Understanding C3PAO and the CMMC Certification Process
What promulgated CMMC?
U.S. Defense Industrial Base (DIB) contractors are under constant cybersecurity threat and improperly implemented or missing cybersecurity controls are allowing unauthorized disclosure of Federal Contract Information (FCI) and Controlled Unclassified Information (CUI). Most of the security requirements in CMMC have been requisite for DIB contractors since 2017. Previously, contractors had been tasked with a self-assessment to ensure that all cybersecurity measures were in place and functional. Requiring a third-party assessment is a step forward in ensuring the security of our federal government’s sensitive unclassified data by way of an external attestation that each contractor is properly securing their environments prior to handling FCI / CUI.

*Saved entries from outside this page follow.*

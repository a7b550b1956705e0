//! Human-review queue.
//!
//! Picks out the dimensions a reviewer should check first: weak
//! recognitions, unclassified text and relations that only reached the
//! proximity fallback or no target at all.

mod report;

pub use report::{ReviewItem, ReviewReason, ReviewReport};

use serde::{Deserialize, Serialize};
use std::collections::HashMap;

use crate::ir::{Dimension, DimensionId, DimensionRelation, DimensionType, LinkMethod};

/// Options for building the review queue.
#[derive(Clone, Debug, PartialEq, Serialize, Deserialize)]
#[serde(default)]
pub struct ReviewOptions {
    /// Dimensions and relations below this confidence are flagged.
    pub confidence_threshold: f64,
}

impl Default for ReviewOptions {
    fn default() -> Self {
        Self {
            confidence_threshold: 0.7,
        }
    }
}

/// Builds the review queue, ordered by ascending priority score.
///
/// The score is the lower of the dimension and relation confidences;
/// ties keep input order.
pub fn build_review_queue(
    dimensions: &[Dimension],
    relations: &[DimensionRelation],
    opts: &ReviewOptions,
) -> ReviewReport {
    let by_dimension: HashMap<&DimensionId, &DimensionRelation> = relations
        .iter()
        .map(|rel| (&rel.dimension_id, rel))
        .collect();

    let mut items: Vec<ReviewItem> = dimensions
        .iter()
        .filter_map(|dim| review_item(dim, by_dimension.get(&dim.id).copied(), opts))
        .collect();
    items.sort_by(|a, b| a.priority.total_cmp(&b.priority));

    ReviewReport {
        total_dimensions: dimensions.len(),
        threshold: opts.confidence_threshold,
        items,
    }
}

fn review_item(
    dim: &Dimension,
    relation: Option<&DimensionRelation>,
    opts: &ReviewOptions,
) -> Option<ReviewItem> {
    let threshold = opts.confidence_threshold;
    let mut reasons = Vec::new();

    if dim.confidence < threshold {
        reasons.push(ReviewReason::LowConfidence);
    }
    if dim.dimension_type == DimensionType::Unknown {
        reasons.push(ReviewReason::UnknownType);
    }

    let mut priority = dim.confidence;
    match relation {
        Some(rel) if !rel.has_target() => {
            reasons.push(ReviewReason::NoTarget);
            priority = priority.min(rel.confidence);
        }
        Some(rel) => {
            if rel.method == LinkMethod::Proximity {
                reasons.push(ReviewReason::ProximityLink);
            }
            if rel.confidence < threshold {
                reasons.push(ReviewReason::LowLinkConfidence);
            }
            priority = priority.min(rel.confidence);
        }
        None => {
            reasons.push(ReviewReason::NoTarget);
            priority = 0.0;
        }
    }

    if reasons.is_empty() {
        return None;
    }

    Some(ReviewItem {
        dimension_id: dim.id.clone(),
        value: dim.value.clone(),
        dimension_type: dim.dimension_type,
        confidence: dim.confidence,
        method: relation.map(|r| r.method),
        link_confidence: relation.map(|r| r.confidence),
        reasons,
        priority,
    })
}

#[cfg(test)]
mod tests {
    use super::*;
    use crate::ir::{BoundingBox, RelationId, RelationType, SymbolId, TargetType};

    fn dim(id: &str, ty: DimensionType, confidence: f64) -> Dimension {
        Dimension::new(id, BoundingBox::new(0.0, 0.0, 30.0, 10.0), "x")
            .with_parsed(ty, "x")
            .with_confidence(confidence)
    }

    fn rel(dim_id: &str, method: LinkMethod, confidence: f64, target: bool) -> DimensionRelation {
        DimensionRelation {
            id: RelationId::new(format!("rel-{dim_id}")),
            dimension_id: dim_id.into(),
            target_type: if target { TargetType::Symbol } else { TargetType::None },
            target_id: target.then(|| SymbolId::new("s1")),
            target_bbox: None,
            relation_type: RelationType::Distance,
            method,
            confidence,
            direction: None,
            notes: None,
        }
    }

    #[test]
    fn confident_dimension_line_is_not_flagged() {
        let dims = [dim("a", DimensionType::Length, 0.9)];
        let rels = [rel("a", LinkMethod::DimensionLine, 0.95, true)];
        let report = build_review_queue(&dims, &rels, &ReviewOptions::default());
        assert!(report.is_empty());
        assert!(report.to_string().contains("Review queue empty"));
    }

    #[test]
    fn flags_and_orders_by_priority() {
        let dims = [
            dim("a", DimensionType::Length, 0.9),
            dim("b", DimensionType::Unknown, 0.5),
            dim("c", DimensionType::Diameter, 0.95),
        ];
        let rels = [
            rel("a", LinkMethod::Proximity, 0.55, true),
            rel("b", LinkMethod::DimensionLine, 0.95, true),
            rel("c", LinkMethod::Proximity, 0.0, false),
        ];
        let report = build_review_queue(&dims, &rels, &ReviewOptions::default());

        let order: Vec<_> = report.items.iter().map(|i| i.dimension_id.as_str()).collect();
        assert_eq!(order, vec!["c", "b", "a"]);
        assert_eq!(report.items[0].reasons, vec![ReviewReason::NoTarget]);
        assert_eq!(
            report.items[1].reasons,
            vec![ReviewReason::LowConfidence, ReviewReason::UnknownType]
        );
        assert_eq!(
            report.items[2].reasons,
            vec![ReviewReason::ProximityLink, ReviewReason::LowLinkConfidence]
        );
        assert_eq!(report.count(ReviewReason::ProximityLink), 1);
    }

    #[test]
    fn missing_relation_counts_as_no_target() {
        let dims = [dim("a", DimensionType::Length, 0.9)];
        let report = build_review_queue(&dims, &[], &ReviewOptions::default());
        assert_eq!(report.items[0].reasons, vec![ReviewReason::NoTarget]);
        assert_eq!(report.items[0].priority, 0.0);
    }
}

In the words of the OUSD(A&S): “Security is foundational to acquisition and should not be traded along with cost, schedule, and performance moving forward.”
Who must attain CMMC certification?
CMMC is being incorporated into the Defense Federal Acquisition Regulation Supplement (DFARS), and by 2025 all suppliers will need a certification in order to bid on contracts. Contractors can achieve a CMMC level for their entire enterprise network or for a particular segment or enclave, depending on where the protected information is handled and stored. CMMC-AB estimates the certification process will take at least six months.
How does a firm attain CMMC certification?
Prior to a formal assessment it’s likely an Organization Seeking Certification (OSC) will work with a managed service provider, a Registered Professional (RP), or other consultant to ensure they are ready. Once ready to proceed, an OSC will choose a Certified 3rd Party Assessor Organization (C3PAO) from the list of accredited C3PAOs on the CMMC Accreditation Body (CMMC-AB) marketplace website. The selected C3PAO will assign an assessment team and coordinate with the OSC. After completion of the assessment, the lead Certified Assessor (CA) will make a certification recommendation to the CMMC-AB and provide supporting documentation. After official review, the CMMC-AB will make a final decision and issue a level-specific certification when and where warranted. All CMMC certifications will be valid for three (3) years.
Why is it necessary to prepare now for CMMC certification?
Companies within the DIB must not only prepare for CMMC certification, but set a specific plan to attain certification. It is imperative to be proactive as requests for proposals and contract solicitations will mandate that a firm has attained a required certification level. The Department of Defense has specified its plan with regard to future solicitations with CMMC requirements. A company within the DIB who fails to act, is not proactive in attaining certification, or does not have the required certifications for any solicitations or RFPs for contract renewals could be precluded from the qualified bidders for a contract.
Who must attain CMMC certification via assessment at some level?
The DoD will specify the required CMMC level in Requests for Information (RFIs) and Requests for Proposals (RFPs), and contract solicitations. If a contract has a CMMC requirement the DIB contractor and their subs must attain CMMC certification. The level of CMMC certification is contingent on RFP language, as well as the nature of the information exchange between a prime contractor and a subcontractor. It may be possible that a prime contractor may require a higher certification level than some or all of their subcontractors.
Who does not have to attain CMMC certification?
By 2025 all DoD suppliers must be CMMC certified. There is also some speculation that other federal agencies will implement CMMC requirements in the future.
Where can I find a chart for the full journey to “certified organization”?
The CMMC AB maintains a great site. Their OSC Journey page is highly recommended.